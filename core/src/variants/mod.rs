// Terrain variants: named strategies composing primitives into a course.
// Each places exactly FEATURE_GOALS features between the spawn and terminal
// zones and records one goal per feature.
pub mod hurdles;
pub mod pits;
pub mod ramps;
pub mod slalom;
pub mod stairs;

use std::fmt;
use std::str::FromStr;

use serde::{Deserialize, Serialize};

use crate::course::CourseContext;
use crate::error::{CourseError, Result};

pub use hurdles::Hurdles;
pub use pits::{BalanceBeams, Gaps, SteppingStones};
pub use ramps::Ramps;
pub use slalom::PillarSlalom;
pub use stairs::{Stairs, StairsThenRamps};

pub trait TerrainVariant: Send + Sync {
    fn name(&self) -> &'static str;

    // Place features starting at the context cursor, recording one goal each.
    // The spawn goal, the terminal zone and goal 7 are handled by the caller.
    fn build(&self, ctx: &mut CourseContext<'_>) -> Result<()>;
}

/// Every built-in variant, selectable by name or from a config.
#[derive(Debug, Clone, Copy, PartialEq, Eq, Hash, Serialize, Deserialize)]
#[serde(rename_all = "snake_case")]
pub enum VariantKind {
    Stairs,
    Ramps,
    Gaps,
    SteppingStones,
    BalanceBeams,
    PillarSlalom,
    Hurdles,
    StairsThenRamps,
}

impl VariantKind {
    pub const ALL: [VariantKind; 8] = [
        VariantKind::Stairs,
        VariantKind::Ramps,
        VariantKind::Gaps,
        VariantKind::SteppingStones,
        VariantKind::BalanceBeams,
        VariantKind::PillarSlalom,
        VariantKind::Hurdles,
        VariantKind::StairsThenRamps,
    ];

    pub fn variant(self) -> &'static dyn TerrainVariant {
        match self {
            VariantKind::Stairs => &Stairs,
            VariantKind::Ramps => &Ramps,
            VariantKind::Gaps => &Gaps,
            VariantKind::SteppingStones => &SteppingStones,
            VariantKind::BalanceBeams => &BalanceBeams,
            VariantKind::PillarSlalom => &PillarSlalom,
            VariantKind::Hurdles => &Hurdles,
            VariantKind::StairsThenRamps => &StairsThenRamps,
        }
    }

    pub fn name(self) -> &'static str {
        self.variant().name()
    }
}

impl fmt::Display for VariantKind {
    fn fmt(&self, f: &mut fmt::Formatter<'_>) -> fmt::Result {
        f.write_str(self.name())
    }
}

impl FromStr for VariantKind {
    type Err = CourseError;

    fn from_str(s: &str) -> Result<Self> {
        VariantKind::ALL
            .into_iter()
            .find(|k| k.name() == s)
            .ok_or_else(|| CourseError::UnknownVariant(s.to_string()))
    }
}
//! Exhaustive depth-first search.

use super::{visited_mask, TspSolver};
use crate::matrix::CostMatrix;
use crate::stats::{SearchLedger, SolutionStats};
use crate::timer::Deadline;

/// A partial tour waiting on the stack.
#[derive(Debug, Clone)]
struct PartialTour {
    node: usize,
    tour: Vec<usize>,
    cost: f64,
}

/// Enumerates every Hamiltonian cycle from node 0 depth-first, keeping each
/// complete tour that strictly beats the incumbent.
///
/// Children are pushed in ascending node order, so the highest-numbered
/// neighbor is explored first. Edges that are absent or lead back into the
/// tour count as pruned, as do complete tours that cannot close or do not
/// improve. There is no bound beyond the incumbent comparison at the
/// leaves, so a full run is factorial in the number of nodes.
pub fn dfs(matrix: &CostMatrix, deadline: &dyn Deadline) -> Vec<SolutionStats> {
    let n = matrix.len();
    let mut ledger = SearchLedger::new("dfs", n);
    if n == 0 {
        return ledger.finish(deadline);
    }

    let mut stack = vec![PartialTour {
        node: 0,
        tour: vec![0],
        cost: 0.0,
    }];
    ledger.expand();

    loop {
        if deadline.time_out() {
            break;
        }
        let Some(PartialTour { node, tour, cost }) = stack.pop() else {
            break;
        };

        if tour.len() == n {
            let total = cost + matrix.closing_cost(node, 0);
            if total.is_infinite() || total >= ledger.best_score() {
                ledger.prune_cut(&tour);
            } else {
                ledger.record(tour, total, deadline);
            }
            continue;
        }

        let visited = visited_mask(n, &tour);
        for next in 0..n {
            if visited[next] {
                ledger.prune();
                continue;
            }
            let mut extended = tour.clone();
            extended.push(next);
            if !matrix.has_edge(node, next) {
                ledger.prune_cut(&extended);
                continue;
            }

            stack.push(PartialTour {
                node: next,
                tour: extended,
                cost: cost + matrix.cost(node, next),
            });
            ledger.expand();
            ledger.observe_frontier(stack.len());
        }
    }

    ledger.finish(deadline)
}

/// Strategy wrapper for [`dfs`].
#[derive(Debug, Clone, Copy, Default)]
pub struct DfsSolver;

impl TspSolver for DfsSolver {
    fn name(&self) -> &'static str {
        "dfs"
    }

    fn solve(&self, matrix: &CostMatrix, deadline: &dyn Deadline) -> Vec<SolutionStats> {
        dfs(matrix, deadline)
    }
}
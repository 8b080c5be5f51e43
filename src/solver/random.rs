//! Random permutation sampling.

use rand::rngs::StdRng;
use rand::seq::SliceRandom;
use rand::{Rng, SeedableRng};

use super::TspSolver;
use crate::matrix::{score_tour, CostMatrix};
use crate::stats::{SearchLedger, SolutionStats};
use crate::timer::Deadline;

/// Samples uniformly random permutations of all nodes until `deadline`
/// expires, keeping each one that strictly beats the last kept sample.
///
/// Infeasible and non-improving samples count as pruned. This never ends
/// on its own; give it a bounded deadline.
pub fn random_tour<R: Rng + ?Sized>(
    matrix: &CostMatrix,
    deadline: &dyn Deadline,
    rng: &mut R,
) -> Vec<SolutionStats> {
    let n = matrix.len();
    let mut ledger = SearchLedger::new("random", n);
    if n == 0 {
        return ledger.finish(deadline);
    }

    let mut tour: Vec<usize> = (0..n).collect();
    while !deadline.time_out() {
        tour.shuffle(rng);
        ledger.expand();

        let cost = score_tour(&tour, matrix);
        if cost.is_infinite() || cost >= ledger.best_score() {
            ledger.prune_cut(&tour);
            continue;
        }
        ledger.record(tour.clone(), cost, deadline);
    }

    ledger.finish(deadline)
}

/// [`random_tour`] with its own seeded generator.
#[derive(Debug, Clone, Copy, Default)]
pub struct RandomSolver {
    seed: Option<u64>,
}

impl RandomSolver {
    /// `None` draws a fresh seed on every run.
    pub fn new(seed: Option<u64>) -> Self {
        Self { seed }
    }
}

impl TspSolver for RandomSolver {
    fn name(&self) -> &'static str {
        "random"
    }

    fn solve(&self, matrix: &CostMatrix, deadline: &dyn Deadline) -> Vec<SolutionStats> {
        let mut rng = StdRng::seed_from_u64(self.seed.unwrap_or_else(rand::random));
        random_tour(matrix, deadline, &mut rng)
    }
}
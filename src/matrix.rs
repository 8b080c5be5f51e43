//! Cost matrix and tour scoring.
//!
//! Costs are `f64` and an absent edge is [`f64::INFINITY`], which compares
//! greater than every finite cost and survives addition. A tour is a
//! sequence of node indices read as a cycle: the closing edge from the last
//! node back to the first is always part of its cost.

use crate::error::{Result, TspError};
use rand::Rng;

/// A square, possibly asymmetric table of edge costs.
///
/// The diagonal is never traversed; whatever is stored there is ignored.
///
/// # Examples
///
/// ```
/// use tsp_anytime::matrix::{score_tour, CostMatrix};
///
/// let inf = f64::INFINITY;
/// let m = CostMatrix::new(vec![
///     vec![inf, 1.0, 2.0],
///     vec![3.0, inf, 4.0],
///     vec![5.0, 6.0, inf],
/// ])
/// .unwrap();
///
/// assert_eq!(m.len(), 3);
/// assert_eq!(score_tour(&[0, 1, 2], &m), 1.0 + 4.0 + 5.0);
/// ```
#[derive(Debug, Clone, PartialEq)]
pub struct CostMatrix {
    rows: Vec<Vec<f64>>,
}

impl CostMatrix {
    /// Builds a matrix from rows, rejecting non-square input, negative
    /// costs and NaN.
    pub fn new(rows: Vec<Vec<f64>>) -> Result<Self> {
        let n = rows.len();
        for (i, row) in rows.iter().enumerate() {
            if row.len() != n {
                return Err(TspError::NotSquare {
                    row: i,
                    len: row.len(),
                    expected: n,
                });
            }
            for (j, &value) in row.iter().enumerate() {
                if i == j {
                    continue;
                }
                if value.is_nan() {
                    return Err(TspError::NanCost { row: i, col: j });
                }
                if value < 0.0 {
                    return Err(TspError::NegativeCost {
                        row: i,
                        col: j,
                        value,
                    });
                }
            }
        }
        Ok(Self { rows })
    }

    /// Generates a random matrix with integer costs in `1..=100`.
    ///
    /// Each off-diagonal edge is present with probability `density`
    /// (clamped to `[0, 1]`); absent edges and the diagonal are infinite.
    pub fn random<R: Rng + ?Sized>(n: usize, density: f64, rng: &mut R) -> Self {
        let density = density.clamp(0.0, 1.0);
        let rows = (0..n)
            .map(|i| {
                (0..n)
                    .map(|j| {
                        if i != j && rng.random_bool(density) {
                            rng.random_range(1..=100) as f64
                        } else {
                            f64::INFINITY
                        }
                    })
                    .collect()
            })
            .collect();
        Self { rows }
    }

    /// Number of nodes.
    pub fn len(&self) -> usize {
        self.rows.len()
    }

    pub fn is_empty(&self) -> bool {
        self.rows.is_empty()
    }

    /// Cost of the edge `from -> to`.
    ///
    /// # Panics
    /// Panics if either index is out of range.
    pub fn cost(&self, from: usize, to: usize) -> f64 {
        self.rows[from][to]
    }

    /// Whether `from -> to` is a finite, non-loop edge.
    pub fn has_edge(&self, from: usize, to: usize) -> bool {
        from != to && self.cost(from, to).is_finite()
    }

    /// Cost of closing a tour from `last` back to `first`.
    ///
    /// A one-node graph closes for free: the tour `[0]` is a cycle with no
    /// edges.
    pub fn closing_cost(&self, last: usize, first: usize) -> f64 {
        if self.len() == 1 {
            0.0
        } else if last == first {
            f64::INFINITY
        } else {
            self.cost(last, first)
        }
    }

    /// Cheapest edge leaving `from` towards any other node, or infinity if
    /// `from` has no outgoing edge.
    pub fn min_outgoing(&self, from: usize) -> f64 {
        self.rows[from]
            .iter()
            .enumerate()
            .filter(|&(to, _)| to != from)
            .map(|(_, &c)| c)
            .fold(f64::INFINITY, f64::min)
    }

    /// Raw rows, diagonal included.
    pub fn rows(&self) -> &[Vec<f64>] {
        &self.rows
    }

    /// Row-major copy with the diagonal forced to infinity.
    pub(crate) fn to_flat(&self) -> Vec<f64> {
        let n = self.len();
        let mut flat = Vec::with_capacity(n * n);
        for (i, row) in self.rows.iter().enumerate() {
            for (j, &c) in row.iter().enumerate() {
                flat.push(if i == j { f64::INFINITY } else { c });
            }
        }
        flat
    }
}

impl TryFrom<Vec<Vec<f64>>> for CostMatrix {
    type Error = TspError;

    fn try_from(rows: Vec<Vec<f64>>) -> Result<Self> {
        Self::new(rows)
    }
}

/// Total cost of `tour` read as a cycle.
///
/// Returns infinity if any edge along the tour, including the closing edge,
/// is absent. The empty tour is infinite; a single node costs nothing.
pub fn score_tour(tour: &[usize], matrix: &CostMatrix) -> f64 {
    let (Some(&first), Some(&last)) = (tour.first(), tour.last()) else {
        return f64::INFINITY;
    };
    if tour.len() == 1 {
        return 0.0;
    }
    let mut total = 0.0;
    for w in tour.windows(2) {
        if w[0] == w[1] {
            return f64::INFINITY;
        }
        total += matrix.cost(w[0], w[1]);
    }
    total + matrix.closing_cost(last, first)
}

/// Row-then-column reduction of the matrix.
///
/// Every row, then every column, has its smallest finite entry subtracted
/// from it. Rows and columns with no finite entry are left as they are.
/// Returns the reduced rows (diagonal set to infinity) together with the
/// sum of all subtracted minima, which is a lower bound on any tour.
pub fn reduce_cost_matrix(matrix: &CostMatrix) -> (Vec<Vec<f64>>, f64) {
    let n = matrix.len();
    let mut flat = matrix.to_flat();
    let total = reduce_flat(&mut flat, n);
    let rows = if n == 0 {
        Vec::new()
    } else {
        flat.chunks(n).map(<[f64]>::to_vec).collect()
    };
    (rows, total)
}

/// In-place reduction of a row-major `n x n` matrix; see
/// [`reduce_cost_matrix`].
pub(crate) fn reduce_flat(costs: &mut [f64], n: usize) -> f64 {
    let mut total = 0.0;

    for i in 0..n {
        let row = &mut costs[i * n..(i + 1) * n];
        let min = row.iter().copied().fold(f64::INFINITY, f64::min);
        if min.is_finite() && min > 0.0 {
            row.iter_mut().for_each(|c| *c -= min);
            total += min;
        }
    }

    for j in 0..n {
        let min = (0..n)
            .map(|i| costs[i * n + j])
            .fold(f64::INFINITY, f64::min);
        if min.is_finite() && min > 0.0 {
            for i in 0..n {
                costs[i * n + j] -= min;
            }
            total += min;
        }
    }

    total
}
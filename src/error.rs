//! Error types for tsp-anytime.

use thiserror::Error;

/// Errors raised while building a cost matrix or a solve configuration.
///
/// Searches themselves never fail: running out of time without a feasible
/// tour is reported through the sentinel record, not through this type.
#[derive(Debug, Error, Clone, PartialEq)]
pub enum TspError {
    /// A row of the cost matrix has the wrong number of columns.
    #[error("cost matrix is not square: row {row} has {len} entries, expected {expected}")]
    NotSquare {
        row: usize,
        len: usize,
        expected: usize,
    },

    /// A finite edge cost is negative.
    #[error("negative edge cost {value} at ({row}, {col})")]
    NegativeCost { row: usize, col: usize, value: f64 },

    /// An edge cost is NaN.
    #[error("NaN edge cost at ({row}, {col})")]
    NanCost { row: usize, col: usize },

    /// Error in solve configuration
    #[error("Configuration error: {0}")]
    InvalidConfig(String),
}

/// Result type alias for tsp-anytime operations
pub type Result<T> = std::result::Result<T, TspError>;
fn search<B: BoundModel>(
    name: &'static str,
    matrix: &CostMatrix,
    deadline: &dyn Deadline,
    model: &B,
) -> Vec<SolutionStats> {
    let n = matrix.len();
    let mut ledger = SearchLedger::new(name, n);
    if n == 0 {
        return ledger.finish(deadline);
    }
    ledger.expand();

    let mut incumbent = f64::INFINITY;
    if let Some(seed) = greedy_tour(matrix, deadline)
        .pop()
        .filter(|s| !s.is_sentinel())
    {
        incumbent = seed.score;
        ledger.record(seed.tour, seed.score, deadline);
    }

    let (bound, extra) = model.root(matrix);
    let mut seq = 0u64;
    let mut frontier = BinaryHeap::new();
    frontier.push(Node {
        bound,
        seq,
        tour: vec![0],
        cost: 0.0,
        extra,
    });

    loop {
        if deadline.time_out() {
            break;
        }
        let Some(node) = frontier.pop() else {
            break;
        };
        let last = node.tour[node.tour.len() - 1];

        if node.tour.len() == n {
            let total = node.cost + matrix.closing_cost(last, 0);
            if total < incumbent {
                incumbent = total;
                ledger.record(node.tour, total, deadline);
            }
            continue;
        }

        let visited = visited_mask(n, &node.tour);
        for next in 0..n {
            if visited[next] || !matrix.has_edge(last, next) {
                continue;
            }
            let mut tour = node.tour.clone();
            tour.push(next);
            let cost = node.cost + matrix.cost(last, next);

            let (bound, extra) = model.child(matrix, &node, next, &tour, cost);
            if bound >= incumbent {
                trace!(strategy = name, ?tour, bound, incumbent, "cut");
                #[cfg(test)]
                CUT_LOG.with(|log| log.borrow_mut().push((tour.clone(), bound, incumbent)));
                ledger.prune_cut(&tour);
                continue;
            }

            seq += 1;
            frontier.push(Node {
                bound,
                seq,
                tour,
                cost,
                extra,
            });
            ledger.expand();
            ledger.observe_frontier(frontier.len());
        }
    }

    ledger.finish(deadline)
}

/// Branch-and-bound with the [`lower_bound`] estimate.
pub fn branch_and_bound(matrix: &CostMatrix, deadline: &dyn Deadline) -> Vec<SolutionStats> {
    search(
        "branch_and_bound",
        matrix,
        deadline,
        &CheapestEdge::new(matrix),
    )
}

/// Branch-and-bound with the reduced-matrix bound.
///
/// Tighter than [`branch_and_bound`] at the price of an `n x n` matrix per
/// frontier entry.
pub fn branch_and_bound_smart(matrix: &CostMatrix, deadline: &dyn Deadline) -> Vec<SolutionStats> {
    search(
        "branch_and_bound_smart",
        matrix,
        deadline,
        &ReducedMatrix,
    )
}

/// Strategy wrapper for [`branch_and_bound`].
#[derive(Debug, Clone, Copy, Default)]
pub struct BranchAndBoundSolver;

impl TspSolver for BranchAndBoundSolver {
    fn name(&self) -> &'static str {
        "branch_and_bound"
    }

    fn solve(&self, matrix: &CostMatrix, deadline: &dyn Deadline) -> Vec<SolutionStats> {
        branch_and_bound(matrix, deadline)
    }
}

/// Strategy wrapper for [`branch_and_bound_smart`].
#[derive(Debug, Clone, Copy, Default)]
pub struct SmartBranchAndBoundSolver;

impl TspSolver for SmartBranchAndBoundSolver {
    fn name(&self) -> &'static str {
        "branch_and_bound_smart"
    }

    fn solve(&self, matrix: &CostMatrix, deadline: &dyn Deadline) -> Vec<SolutionStats> {
        branch_and_bound_smart(matrix, deadline)
    }
}

#[cfg(test)]
mod tests {
    use super::*;
    use crate::matrix::score_tour;
    use crate::solver::dfs;
    use crate::timer::{StepBudget, Timer};
    use proptest::prelude::*;

    const INF: f64 = f64::INFINITY;

    fn four_node() -> CostMatrix {
        CostMatrix::new(vec![
            vec![INF, 1.0, 2.0, 3.0],
            vec![1.0, INF, 4.0, 5.0],
            vec![2.0, 4.0, INF, 6.0],
            vec![3.0, 5.0, 6.0, INF],
        ])
        .unwrap()
    }

    /// Greedy's best tour is 1 -> 2 -> 3 -> 4 -> 0 (cost 30); the optimum
    /// 0 -> 2 -> 1 -> 3 -> 4 -> 0 costs 17.
    fn greedy_trap() -> CostMatrix {
        CostMatrix::new(vec![
            vec![INF, 20.0, 3.0, 5.0, 2.0],
            vec![20.0, INF, 1.0, 1.0, 9.0],
            vec![9.0, 5.0, INF, 1.0, 2.0],
            vec![20.0, 9.0, 3.0, INF, 3.0],
            vec![5.0, 20.0, 5.0, 2.0, INF],
        ])
        .unwrap()
    }

    /// Cheapest completion of `prefix` by brute force over the unvisited
    /// nodes.
    fn best_completion(matrix: &CostMatrix, prefix: &[usize]) -> f64 {
        let n = matrix.len();
        let visited = visited_mask(n, prefix);
        let rest: Vec<usize> = (0..n).filter(|&i| !visited[i]).collect();
        let mut best = INF;
        permute(&mut rest.clone(), 0, &mut |perm: &[usize]| {
            let mut tour = prefix.to_vec();
            tour.extend_from_slice(perm);
            best = best.min(score_tour(&tour, matrix));
        });
        best
    }

    fn permute(items: &mut Vec<usize>, k: usize, visit: &mut dyn FnMut(&[usize])) {
        if k == items.len() {
            visit(items);
            return;
        }
        for i in k..items.len() {
            items.swap(k, i);
            permute(items, k + 1, visit);
            items.swap(k, i);
        }
    }

    #[test]
    fn test_lower_bound_root_and_leaf() {
        let m = four_node();
        // Cheapest outgoing: 1, 1, 2, 3.
        assert_eq!(lower_bound(&m, &[0]), 1.0 + 2.0 + 3.0);
        assert_eq!(lower_bound(&m, &[0, 1, 2, 3]), 1.0 + 4.0 + 6.0);
    }

    #[test]
    fn test_node_order_is_min_bound_then_fifo() {
        let mut heap = BinaryHeap::new();
        for (seq, bound) in [(0, 5.0), (1, 3.0), (2, 3.0), (3, 4.0)] {
            heap.push(Node {
                bound,
                seq,
                tour: Vec::new(),
                cost: 0.0,
                extra: (),
            });
        }
        let order: Vec<u64> = std::iter::from_fn(|| heap.pop().map(|n| n.seq)).collect();
        assert_eq!(order, vec![1, 2, 3, 0]);
    }

    #[test]
    fn test_four_node_optimum() {
        let m = four_node();
        for out in [
            branch_and_bound(&m, &Timer::unbounded()),
            branch_and_bound_smart(&m, &Timer::unbounded()),
        ] {
            let best = out.last().unwrap();
            assert_eq!(best.score, 14.0);
            assert_eq!(score_tour(&best.tour, &m), 14.0);
        }
    }

    #[test]
    fn test_improves_on_greedy_seed() {
        let m = greedy_trap();
        let greedy = greedy_tour(&m, &Timer::unbounded());
        assert_eq!(greedy.last().unwrap().tour, vec![1, 2, 3, 4, 0]);
        assert_eq!(greedy.last().unwrap().score, 30.0);

        for out in [
            branch_and_bound(&m, &Timer::unbounded()),
            branch_and_bound_smart(&m, &Timer::unbounded()),
        ] {
            assert_eq!(out.len(), 2);
            assert_eq!(out[0].score, 30.0);
            assert_eq!(out[1].score, 17.0);
            assert_eq!(out[1].tour, vec![0, 2, 1, 3, 4]);
            assert!(out[1].n_nodes_pruned > 0);
        }
    }

    #[test]
    fn test_smart_bound_prunes_more() {
        let m = greedy_trap();
        let plain = branch_and_bound(&m, &Timer::unbounded());
        let smart = branch_and_bound_smart(&m, &Timer::unbounded());
        assert!(
            smart.last().unwrap().n_nodes_expanded < plain.last().unwrap().n_nodes_expanded
        );
    }

    #[test]
    fn test_unreachable_node_cuts_everything() {
        let m = CostMatrix::new(vec![
            vec![INF, 1.0, 2.0, INF],
            vec![1.0, INF, 4.0, INF],
            vec![2.0, 4.0, INF, INF],
            vec![INF, INF, INF, INF],
        ])
        .unwrap();
        for out in [
            branch_and_bound(&m, &Timer::unbounded()),
            branch_and_bound_smart(&m, &Timer::unbounded()),
        ] {
            assert_eq!(out.len(), 1);
            assert!(out[0].is_sentinel());
            assert_eq!(out[0].n_nodes_expanded, 1);
        }
    }

    #[test]
    fn test_expired_budget_skips_seed() {
        let out = branch_and_bound(&four_node(), &StepBudget::new(0));
        assert_eq!(out.len(), 1);
        assert!(out[0].is_sentinel());
        assert_eq!(out[0].n_nodes_expanded, 1);
    }

    fn random_matrix(n: usize, density: f64, seed: u64) -> CostMatrix {
        use rand::rngs::StdRng;
        use rand::SeedableRng;
        CostMatrix::random(n, density, &mut StdRng::seed_from_u64(seed))
    }

    proptest! {
        #![proptest_config(ProptestConfig::with_cases(24))]

        /// Every cut has a bound at or above the incumbent, and no cut
        /// discards a completion cheaper than that incumbent.
        #[test]
        fn prop_cuts_are_sound(
            n in 3_usize..7,
            density in 0.5_f64..1.0,
            seed in any::<u64>(),
        ) {
            let m = random_matrix(n, density, seed);
            for smart in [false, true] {
                CUT_LOG.with(|log| log.borrow_mut().clear());
                if smart {
                    branch_and_bound_smart(&m, &Timer::unbounded());
                } else {
                    branch_and_bound(&m, &Timer::unbounded());
                }
                let cuts = CUT_LOG.with(|log| log.take());
                for (tour, bound, incumbent) in cuts {
                    prop_assert!(bound >= incumbent);
                    let completion = best_completion(&m, &tour);
                    prop_assert!(bound <= completion, "bound {} > completion {} for {:?}", bound, completion, tour);
                    prop_assert!(completion >= incumbent);
                }
            }
        }

        /// The bound that drives the search agrees with the public
        /// [`lower_bound`] on every prefix.
        #[test]
        fn prop_search_bound_is_lower_bound(
            n in 2_usize..7,
            seed in any::<u64>(),
            len in 1_usize..7,
        ) {
            let m = random_matrix(n, 1.0, seed);
            let model = CheapestEdge::new(&m);
            let (_, extra) = model.root(&m);
            let root = Node { bound: 0.0, seq: 0, tour: vec![0], cost: 0.0, extra };
            let prefix: Vec<usize> = (0..len.min(n)).collect();
            let cost: f64 = prefix.windows(2).map(|w| m.cost(w[0], w[1])).sum();
            let (bound, ()) = model.child(&m, &root, prefix[prefix.len() - 1], &prefix, cost);
            prop_assert_eq!(bound, lower_bound(&m, &prefix));
        }

        /// The per-node bound never exceeds the best completion.
        #[test]
        fn prop_lower_bound_admissible(
            n in 2_usize..7,
            seed in any::<u64>(),
            len in 1_usize..7,
        ) {
            let m = random_matrix(n, 0.8, seed);
            let prefix: Vec<usize> = (0..len.min(n)).collect();
            prop_assert!(lower_bound(&m, &prefix) <= best_completion(&m, &prefix));
        }

        #[test]
        fn prop_smart_matches_dfs(n in 2_usize..8, seed in any::<u64>()) {
            let m = random_matrix(n, 0.7, seed);
            let exact = dfs(&m, &Timer::unbounded()).last().unwrap().score;
            let smart = branch_and_bound_smart(&m, &Timer::unbounded()).last().unwrap().score;
            prop_assert_eq!(smart, exact);
        }
    }
}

Brief:
Bring together all lines of the entries above in which the string "wrapper" occurs.

Finished task:
/// Strategy wrapper for [`dfs`].
/// Strategy wrapper for [`branch_and_bound`].
/// Strategy wrapper for [`branch_and_bound_smart`].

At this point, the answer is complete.